Thursday, October 15, 2015: 11:40
211-A (Phoenix Convention Center)
G. Ozouf (MINES ParisTech), G. Cognard (LEPMI, UMR 5279 CNRS), F. Maillard (LEPMI-Grenoble), L. Guetaz (CEA, LITEN), M. Heitzmann (CEA, LITEN), and C. Beauger (MINES ParisTech)
Keywords: Fuel Cells, Catalysts support, Metal oxides, Sol-gel, Aerogels.

Carbon blacks supported Pt, currently widely used as electrocatalysts in Polymer Electrolyte Fuel Cells (PEFC) are thermochemically unstable in PEFC operating conditions. This is especially true at the cathode side where, on top of relatively elevated temperature (80°C) and acidic conditions, both the potential and the relative humidity may be high. The resulting carbon oxidation is partially responsible for the PEFC performance decrease observed over time. Hence, long term durability still needs to be improved in order to consider PEFC as credible alternatives to conventional power sources for automotive, stationary or portable applications.

Tin dioxide has already been studied as an alternative catalyst support to replace carbon (1, 2). We will show how SnO2 aerogels may even be more promising candidates. Due to their remarkable nanotexturation, aerogels have indeed already proven their ability to efficiently support catalyst for PEMFC application (3).

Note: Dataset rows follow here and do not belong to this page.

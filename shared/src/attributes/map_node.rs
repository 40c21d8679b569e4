use std::{
    collections::{BTreeMap, HashMap},
    fmt,
    sync::{Arc, RwLock, RwLockReadGuard, RwLockWriteGuard, Weak},
};

use super::{
    error::AttributeError,
    list_node::ListNode,
    node::{AttrNode, NodeLinks},
    notifier::Notification,
    owner::{AttrChange, AttributeOwner, VisibilityFlag},
    value::{AttrKey, AttrPath, AttributeValue, FromAttribute, PlainValue},
};

pub(crate) struct MapData {
    pub links: NodeLinks,
    pub items: HashMap<String, AttributeValue>,
}

/// A replicable string-keyed container.
///
/// `MapNode` is a cheap handle: clones refer to the same live node. While
/// the node is reachable from an owner, every `set`, `delete` and `pop`
/// notifies that owner before returning.
#[derive(Clone)]
pub struct MapNode {
    inner: Arc<RwLock<MapData>>,
}

impl MapNode {
    /// Creates an empty, detached MapNode
    pub fn new() -> Self {
        Self {
            inner: Arc::new(RwLock::new(MapData {
                links: NodeLinks::default(),
                items: HashMap::new(),
            })),
        }
    }

    pub(crate) fn from_inner(inner: Arc<RwLock<MapData>>) -> Self {
        Self { inner }
    }

    pub(crate) fn downgrade(&self) -> Weak<RwLock<MapData>> {
        Arc::downgrade(&self.inner)
    }

    pub(crate) fn read_data(&self) -> RwLockReadGuard<'_, MapData> {
        let Ok(data) = self.inner.as_ref().read() else {
            panic!("MapNode lock poisoned");
        };
        data
    }

    pub(crate) fn write_data(&self) -> RwLockWriteGuard<'_, MapData> {
        let Ok(data) = self.inner.as_ref().write() else {
            panic!("MapNode lock poisoned");
        };
        data
    }

    fn as_node(&self) -> AttrNode {
        AttrNode::Map(self.clone())
    }

    /// Whether both handles refer to the same node
    pub fn ptr_eq(&self, other: &MapNode) -> bool {
        Arc::ptr_eq(&self.inner, &other.inner)
    }

    pub fn len(&self) -> usize {
        self.read_data().items.len()
    }

    pub fn is_empty(&self) -> bool {
        self.read_data().items.is_empty()
    }

    pub fn has_key(&self, key: &str) -> bool {
        self.read_data().items.contains_key(key)
    }

    pub fn keys(&self) -> Vec<String> {
        self.read_data().items.keys().cloned().collect()
    }

    // Reads

    pub fn get(&self, key: &str) -> Result<AttributeValue, AttributeError> {
        self.read_data()
            .items
            .get(key)
            .cloned()
            .ok_or_else(|| AttributeError::NotFound {
                key: AttrKey::from(key),
            })
    }

    pub fn get_as<T: FromAttribute>(&self, key: &str) -> Result<T, AttributeError> {
        let value = self.get(key)?;
        T::read(AttrKey::from(key), value)
    }

    fn get_or_panic<T: FromAttribute>(&self, key: &str) -> T {
        match self.get_as(key) {
            Ok(value) => value,
            Err(error) => panic!("{}", error),
        }
    }

    /// # Panics
    ///
    /// Panics if `key` is absent or does not hold an Int.
    /// Use `get_as::<i64>` for non-panicking access.
    pub fn get_int(&self, key: &str) -> i64 {
        self.get_or_panic(key)
    }

    pub fn get_float(&self, key: &str) -> f64 {
        self.get_or_panic(key)
    }

    pub fn get_bool(&self, key: &str) -> bool {
        self.get_or_panic(key)
    }

    pub fn get_str(&self, key: &str) -> String {
        self.get_or_panic(key)
    }

    pub fn get_map(&self, key: &str) -> MapNode {
        self.get_or_panic(key)
    }

    pub fn get_list(&self, key: &str) -> ListNode {
        self.get_or_panic(key)
    }

    // Mutations

    /// Stores `value` under `key`, detaching whatever container was there
    ///
    /// # Panics
    ///
    /// Panics if `value` is a container that is already attached elsewhere.
    /// Consider using `try_set` for non-panicking error handling.
    pub fn set(&self, key: &str, value: impl Into<AttributeValue>) {
        if let Err(error) = self.try_set(key, value) {
            panic!("{}", error);
        }
    }

    /// Stores `value` under `key`
    ///
    /// Returns an error, leaving the map untouched, if `value` is a
    /// container that is already attached elsewhere.
    pub fn try_set(&self, key: &str, value: impl Into<AttributeValue>) -> Result<(), AttributeError> {
        let value = value.into();
        let attr_key = AttrKey::from(key);
        let this = self.as_node();
        AttrNode::check_attachable(&this, &attr_key, &value)?;

        let previous = self.write_data().items.insert(key.to_string(), value.clone());
        if let Some(previous) = previous {
            AttrNode::detach_value(&previous);
        }
        AttrNode::attach_value(&this, attr_key.clone(), &value);

        if let Some(notification) = Notification::for_node(&this) {
            notification.send(AttrChange::Set {
                path: this.resolve_path(),
                key: attr_key,
                value: value.materialize(),
            });
        }
        Ok(())
    }

    /// Stores a fresh live copy of every plain field. Nested plain maps and
    /// lists become new containers.
    pub fn assign_map(&self, fields: &BTreeMap<String, PlainValue>) {
        for (key, value) in fields {
            self.set(key, AttributeValue::from_plain(value));
        }
    }

    /// Removes `key`, detaching its value. Returns whether it was present.
    pub fn delete(&self, key: &str) -> bool {
        self.pop(key).is_some()
    }

    /// Removes `key` and hands back its value, now fully detached
    pub fn pop(&self, key: &str) -> Option<AttributeValue> {
        let removed = self.write_data().items.remove(key)?;
        AttrNode::detach_value(&removed);

        let this = self.as_node();
        if let Some(notification) = Notification::for_node(&this) {
            notification.send(AttrChange::Delete {
                path: this.resolve_path(),
                key: AttrKey::from(key),
            });
        }
        Some(removed)
    }

    /// Visits entries in key order until `f` returns false. Works on a
    /// snapshot, so `f` may read or mutate this map.
    pub fn for_each(&self, mut f: impl FnMut(&str, &AttributeValue) -> bool) {
        let mut items: Vec<(String, AttributeValue)> = self
            .read_data()
            .items
            .iter()
            .map(|(key, value)| (key.clone(), value.clone()))
            .collect();
        items.sort_by(|a, b| a.0.cmp(&b.0));
        for (key, value) in &items {
            if !f(key, value) {
                break;
            }
        }
    }

    // Ownership

    /// Makes `owner` the owner of this root and its whole subtree
    ///
    /// # Panics
    ///
    /// Panics if this node is attached under a parent. Consider using
    /// `try_set_owner` instead.
    pub fn set_owner<O: AttributeOwner + 'static>(&self, owner: &Arc<O>, flag: VisibilityFlag) {
        if let Err(error) = self.try_set_owner(owner, flag) {
            panic!("{}", error);
        }
    }

    pub fn try_set_owner<O: AttributeOwner + 'static>(
        &self,
        owner: &Arc<O>,
        flag: VisibilityFlag,
    ) -> Result<(), AttributeError> {
        let this = self.as_node();
        this.check_root()?;
        let owner: Arc<dyn AttributeOwner> = owner.clone();
        this.set_owner(Some(Arc::downgrade(&owner)), flag);
        Ok(())
    }

    /// Marks this root and every descendant unowned
    ///
    /// # Panics
    ///
    /// Panics if this node is attached under a parent; detach it from the
    /// parent instead. Consider using `try_clear_owner` instead.
    pub fn clear_owner(&self) {
        if let Err(error) = self.try_clear_owner() {
            panic!("{}", error);
        }
    }

    pub fn try_clear_owner(&self) -> Result<(), AttributeError> {
        let this = self.as_node();
        this.check_root()?;
        this.clear_parent();
        Ok(())
    }

    pub fn has_owner(&self) -> bool {
        self.as_node().has_owner()
    }

    pub fn flag(&self) -> VisibilityFlag {
        self.as_node().flag()
    }

    pub fn parent(&self) -> Option<AttrNode> {
        self.as_node().parent()
    }

    pub fn key(&self) -> Option<AttrKey> {
        self.as_node().key()
    }

    pub fn resolve_path(&self) -> AttrPath {
        self.as_node().resolve_path()
    }

    // Materialization

    /// Deep copy of this map into plain values
    pub fn to_map(&self) -> BTreeMap<String, PlainValue> {
        let items: Vec<(String, AttributeValue)> = self
            .read_data()
            .items
            .iter()
            .map(|(key, value)| (key.clone(), value.clone()))
            .collect();
        items
            .into_iter()
            .map(|(key, value)| (key, value.materialize()))
            .collect()
    }
}

impl Default for MapNode {
    fn default() -> Self {
        Self::new()
    }
}

impl fmt::Debug for MapNode {
    fn fmt(&self, f: &mut fmt::Formatter<'_>) -> fmt::Result {
        f.debug_tuple("MapNode").field(&self.to_map()).finish()
    }
}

Our SnO2 aerogels were obtained from supercritical CO2 drying of gels synthetized following an acid catalyzed sol-gel route, starting from metal alkoxides precursors. Nb or Sb doping were realized adding the corresponding dopant alkoxide to the sol. The nanoscale morphology can be controlled during the sol-gel synthesis route and is retained after drying.

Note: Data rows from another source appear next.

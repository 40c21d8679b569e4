use std::{
    sync::Arc,
    time::{Duration, Instant},
};

use meridian_server::{
    ConnectionError, ConnectionSupervisor, DispatcherClientConfig, Packet, SendError,
    SupervisorState,
};
use meridian_test::{wait_until, DelegateEvent, LocalTransport, RecordingDelegate};

const DELAY: Duration = Duration::from_millis(40);
const PATIENCE: Duration = Duration::from_secs(5);

fn init_logging() {
    let _ = env_logger::builder().is_test(true).try_init();
}

fn config() -> DispatcherClientConfig {
    DispatcherClientConfig {
        reconnect_delay: DELAY,
        ..DispatcherClientConfig::default()
    }
}

fn supervisor(transport: &LocalTransport) -> (Arc<RecordingDelegate>, ConnectionSupervisor) {
    let delegate = Arc::new(RecordingDelegate::new());
    let supervisor = ConnectionSupervisor::new(config(), transport.clone(), delegate.clone());
    delegate.watch_slot(supervisor.slot().clone());
    (delegate, supervisor)
}

#[test]
fn start_retries_until_the_dispatcher_accepts() {
    init_logging();

    let transport = LocalTransport::new();
    transport.refuse();
    transport.refuse();
    let _link = transport.accept();
    let (delegate, supervisor) = supervisor(&transport);

    let started = Instant::now();
    let client = supervisor.start().unwrap();
    let elapsed = started.elapsed();

    assert!(elapsed >= DELAY * 2, "start returned after {:?}", elapsed);
    assert!(client.is_connected());
    assert_eq!(client.state(), SupervisorState::Connected);

    let attempts = transport.dial_attempts();
    assert_eq!(attempts.len(), 3);
    for pair in attempts.windows(2) {
        assert!(pair[1] - pair[0] >= DELAY);
    }

    assert_eq!(delegate.connect_count(), 1);
    match &delegate.events()[0] {
        DelegateEvent::Connected { slot_published, .. } => assert!(*slot_published),
        other => panic!("unexpected first event {:?}", other),
    }
}

#[test]
fn connected_hook_runs_before_the_first_packet() {
    init_logging();

    let transport = LocalTransport::new();
    let link = transport.accept();
    link.push(Packet::new(7, b"early".to_vec()));
    let (delegate, supervisor) = supervisor(&transport);

    let _client = supervisor.start().unwrap();
    assert!(delegate.wait_for(PATIENCE, |events| events.len() == 2));

    let events = delegate.events();
    assert!(matches!(events[0], DelegateEvent::Connected { .. }));
    assert_eq!(
        events[1],
        DelegateEvent::Packet {
            msg_type: 7,
            payload: b"early".to_vec()
        }
    );
}

#[test]
fn broken_connection_is_replaced_and_delivery_resumes() {
    init_logging();

    let transport = LocalTransport::new();
    let first = transport.accept();
    transport.refuse();
    let second = transport.accept();
    let (delegate, supervisor) = supervisor(&transport);

    let client = supervisor.start().unwrap();
    let first_connection = client.connection_for_send().unwrap();

    first.push(Packet::new(1, b"A".to_vec()));
    assert!(delegate.wait_for(PATIENCE, |events| events.len() == 2));

    first.fail(ConnectionError::Read {
        reason: "connection reset by test".to_string(),
    });
    first.push(Packet::new(2, b"stale".to_vec()));

    assert!(wait_until(PATIENCE, || !client.is_connected()));
    assert_eq!(client.send(b"dropped"), Err(SendError::NotConnected));
    assert_eq!(delegate.connect_count(), 1);

    assert!(delegate.wait_for(PATIENCE, |events| {
        events
            .iter()
            .filter(|event| matches!(event, DelegateEvent::Connected { .. }))
            .count()
            == 2
    }));
    let second_connection = client.connection_for_send().unwrap();
    assert_ne!(first_connection.id(), second_connection.id());
    assert!(first_connection.is_closed());
    assert!(first.is_closed());

    second.push(Packet::new(3, b"C".to_vec()));
    assert!(delegate.wait_for(PATIENCE, |events| events.len() == 4));
    assert_eq!(
        delegate.packets(),
        vec![(1, b"A".to_vec()), (3, b"C".to_vec())]
    );
    assert_eq!(transport.dial_attempts().len(), 3);
}

#[test]
fn sends_go_through_the_current_connection() {
    init_logging();

    let transport = LocalTransport::new();
    let link = transport.accept();
    let (_delegate, supervisor) = supervisor(&transport);
    let client = supervisor.start().unwrap();

    client.send_packet(&Packet::new(5, vec![0xAA])).unwrap();
    client.send(&[1, 2, 3]).unwrap();

    assert_eq!(
        link.written(),
        vec![vec![3, 0, 0, 0, 5, 0, 0xAA], vec![1, 2, 3]]
    );
}

#[test]
fn wait_connected_returns_the_published_connection() {
    init_logging();

    let transport = LocalTransport::new();
    let _link = transport.accept();
    let (_delegate, supervisor) = supervisor(&transport);
    let client = supervisor.start().unwrap();

    let connection = client.wait_connected(Duration::from_millis(10)).unwrap();
    assert_eq!(connection.id(), client.connection_for_send().unwrap().id());
    assert_eq!(connection.addr().to_string(), "127.0.0.1:13000");
}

The effect of doping with Nb5+ or Sb5+ on the structure and the morphology of the material was investigated by XRD, SEM and nitrogen sorption. Our materials showed reasonable specific surface areas (80-90 m²/g). The bimodal narrow pore size distribution, centered on around 25 and 45 nm after calcination at 600 °C, is particularly well adapted to the foreseen application. Such morphology (see Figure 1) was directed to i) favor both good dispersion and high activity of the catalyst (Pt) and ii) efficiently manage the water produced at the cathode during the oxygen reduction reaction (ORR). All Sb doped samples exhibited an impressive improvement of electronic conductivity, reaching 1 S/cm for 5 at.% Sb. This is representing a 5 orders of magnitude increase compared to pure SnO2. This level of conductivity is almost equivalent to that of carbon Vulcan XC-72R measured in the same conditions (4 S/cm).

These properties make SnO2: Sb a very promising material as catalyst support for PEFC cathode. Our latest results, including platinum deposition and electrochemical activity, will be discussed with respect to the foreseen application.

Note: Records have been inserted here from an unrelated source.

use std::{collections::BTreeMap, fmt};

use super::{error::AttributeError, list_node::ListNode, map_node::MapNode, node::AttrNode};

/// Location of a value inside its parent container: a field name for a
/// [`MapNode`], a position for a [`ListNode`]
#[derive(Clone, Debug, PartialEq, Eq, Hash, PartialOrd, Ord)]
pub enum AttrKey {
    Field(String),
    Index(usize),
}

impl fmt::Display for AttrKey {
    fn fmt(&self, f: &mut fmt::Formatter<'_>) -> fmt::Result {
        match self {
            AttrKey::Field(name) => write!(f, "{}", name),
            AttrKey::Index(index) => write!(f, "{}", index),
        }
    }
}

impl From<&str> for AttrKey {
    fn from(name: &str) -> Self {
        AttrKey::Field(name.to_string())
    }
}

impl From<String> for AttrKey {
    fn from(name: String) -> Self {
        AttrKey::Field(name)
    }
}

impl From<usize> for AttrKey {
    fn from(index: usize) -> Self {
        AttrKey::Index(index)
    }
}

/// Ordered keys leading from the owner's root container down to a node
pub type AttrPath = Vec<AttrKey>;

/// A value stored inside an attribute container.
///
/// Primitives compare by value. Containers compare by identity: two handles
/// are equal only when they refer to the same live node.
#[derive(Clone, Debug)]
pub enum AttributeValue {
    Int(i64),
    Float(f64),
    Bool(bool),
    Str(String),
    Map(MapNode),
    List(ListNode),
}

impl AttributeValue {
    pub fn kind(&self) -> &'static str {
        match self {
            AttributeValue::Int(_) => "Int",
            AttributeValue::Float(_) => "Float",
            AttributeValue::Bool(_) => "Bool",
            AttributeValue::Str(_) => "Str",
            AttributeValue::Map(_) => "MapNode",
            AttributeValue::List(_) => "ListNode",
        }
    }

    /// Deep-copies this value into its plain, wire-ready form. The result
    /// never shares structure with the live tree.
    pub fn materialize(&self) -> PlainValue {
        match self {
            AttributeValue::Int(value) => PlainValue::Int(*value),
            AttributeValue::Float(value) => PlainValue::Float(*value),
            AttributeValue::Bool(value) => PlainValue::Bool(*value),
            AttributeValue::Str(value) => PlainValue::Str(value.clone()),
            AttributeValue::Map(node) => PlainValue::Map(node.to_map()),
            AttributeValue::List(node) => PlainValue::List(node.to_list()),
        }
    }

    /// Builds a fresh, detached live value from its plain form
    pub fn from_plain(plain: &PlainValue) -> Self {
        match plain {
            PlainValue::Int(value) => AttributeValue::Int(*value),
            PlainValue::Float(value) => AttributeValue::Float(*value),
            PlainValue::Bool(value) => AttributeValue::Bool(*value),
            PlainValue::Str(value) => AttributeValue::Str(value.clone()),
            PlainValue::Map(fields) => {
                let node = MapNode::new();
                node.assign_map(fields);
                AttributeValue::Map(node)
            }
            PlainValue::List(items) => {
                let node = ListNode::new();
                node.assign_list(items);
                AttributeValue::List(node)
            }
        }
    }

    pub(crate) fn as_node(&self) -> Option<AttrNode> {
        match self {
            AttributeValue::Map(node) => Some(AttrNode::Map(node.clone())),
            AttributeValue::List(node) => Some(AttrNode::List(node.clone())),
            _ => None,
        }
    }
}

impl PartialEq for AttributeValue {
    fn eq(&self, other: &Self) -> bool {
        match (self, other) {
            (AttributeValue::Int(a), AttributeValue::Int(b)) => a == b,
            (AttributeValue::Float(a), AttributeValue::Float(b)) => a == b,
            (AttributeValue::Bool(a), AttributeValue::Bool(b)) => a == b,
            (AttributeValue::Str(a), AttributeValue::Str(b)) => a == b,
            (AttributeValue::Map(a), AttributeValue::Map(b)) => a.ptr_eq(b),
            (AttributeValue::List(a), AttributeValue::List(b)) => a.ptr_eq(b),
            _ => false,
        }
    }
}

impl From<i64> for AttributeValue {
    fn from(value: i64) -> Self {
        AttributeValue::Int(value)
    }
}

impl From<i32> for AttributeValue {
    fn from(value: i32) -> Self {
        AttributeValue::Int(i64::from(value))
    }
}

impl From<f64> for AttributeValue {
    fn from(value: f64) -> Self {
        AttributeValue::Float(value)
    }
}

impl From<bool> for AttributeValue {
    fn from(value: bool) -> Self {
        AttributeValue::Bool(value)
    }
}

impl From<&str> for AttributeValue {
    fn from(value: &str) -> Self {
        AttributeValue::Str(value.to_string())
    }
}

impl From<String> for AttributeValue {
    fn from(value: String) -> Self {
        AttributeValue::Str(value)
    }
}

impl From<MapNode> for AttributeValue {
    fn from(node: MapNode) -> Self {
        AttributeValue::Map(node)
    }
}

impl From<ListNode> for AttributeValue {
    fn from(node: ListNode) -> Self {
        AttributeValue::List(node)
    }
}

/// Types an [`AttributeValue`] can be read back as
pub trait FromAttribute: Sized {
    const KIND: &'static str;

    fn from_attribute(value: AttributeValue) -> Option<Self>;

    fn read(key: AttrKey, value: AttributeValue) -> Result<Self, AttributeError> {
        let found = value.kind();
        Self::from_attribute(value).ok_or(AttributeError::TypeMismatch {
            key,
            expected: Self::KIND,
            found,
        })
    }
}

macro_rules! impl_from_attribute {
    ($ty:ty, $variant:ident, $kind:literal) => {
        impl FromAttribute for $ty {
            const KIND: &'static str = $kind;

            fn from_attribute(value: AttributeValue) -> Option<Self> {
                match value {
                    AttributeValue::$variant(inner) => Some(inner),
                    _ => None,
                }
            }
        }
    };
}

impl_from_attribute!(i64, Int, "Int");
impl_from_attribute!(f64, Float, "Float");
impl_from_attribute!(bool, Bool, "Bool");
impl_from_attribute!(String, Str, "Str");
impl_from_attribute!(MapNode, Map, "MapNode");
impl_from_attribute!(ListNode, List, "ListNode");

/// Materialized attribute value, detached from any tree
#[derive(Clone, Debug, PartialEq)]
pub enum PlainValue {
    Int(i64),
    Float(f64),
    Bool(bool),
    Str(String),
    Map(BTreeMap<String, PlainValue>),
    List(Vec<PlainValue>),
}

impl From<i64> for PlainValue {
    fn from(value: i64) -> Self {
        PlainValue::Int(value)
    }
}

impl From<f64> for PlainValue {
    fn from(value: f64) -> Self {
        PlainValue::Float(value)
    }
}

impl From<bool> for PlainValue {
    fn from(value: bool) -> Self {
        PlainValue::Bool(value)
    }
}

impl From<&str> for PlainValue {
    fn from(value: &str) -> Self {
        PlainValue::Str(value.to_string())
    }
}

This work is funded by the FP7 NANOCAT European program (SP1-JTI-FCH.2012.1.5).


1.             A. Masao, S. Noda, F. Takasaki, K. Ito, K. Sasaki, Carbon-Free Pt Electrocatalysts Supported on SnO2 for Polymer Electrolyte Fuel Cells. Electrochemical and Solid State Letters 12, B119-B122 (2009).

2.             K. Kakinuma, M. Uchida, T. Kamino, H. Uchida, M. Watanabe, Synthesis and electrochemical characterization of Pt catalyst supported on Sn0.96Sb0.04O2-delta with a network structure. Electrochimica Acta 56, 2881-2887 (2011).

3.             M. Ouattara-Brigaudet, C. Beauger, S. Berthon-Fabry, P. Achard, Carbon Aerogels as Catalyst Supports and First Insights on Their Durability in Proton Exchange Membrane Fuel Cells. Fuel Cells 11, 726-734 (2011).